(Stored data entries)
== Segment start ==

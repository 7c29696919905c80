//! Configuration loader and schema types.
//!
//! Settings come from an optional TOML file plus `MIXTAPE__` environment
//! overrides; anything not given keeps its default.

mod load;
mod schema;

pub use load::{default_config_path, default_state_dir, resolve_config_path};
pub use schema::*;

#[cfg(test)]
mod tests;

== Segment end ==

-- Exercise brief --
Using the entries above, return each line that includes the word "schema".

-- Response to this task --
//! Configuration loader and schema types.
mod schema;
pub use schema::*;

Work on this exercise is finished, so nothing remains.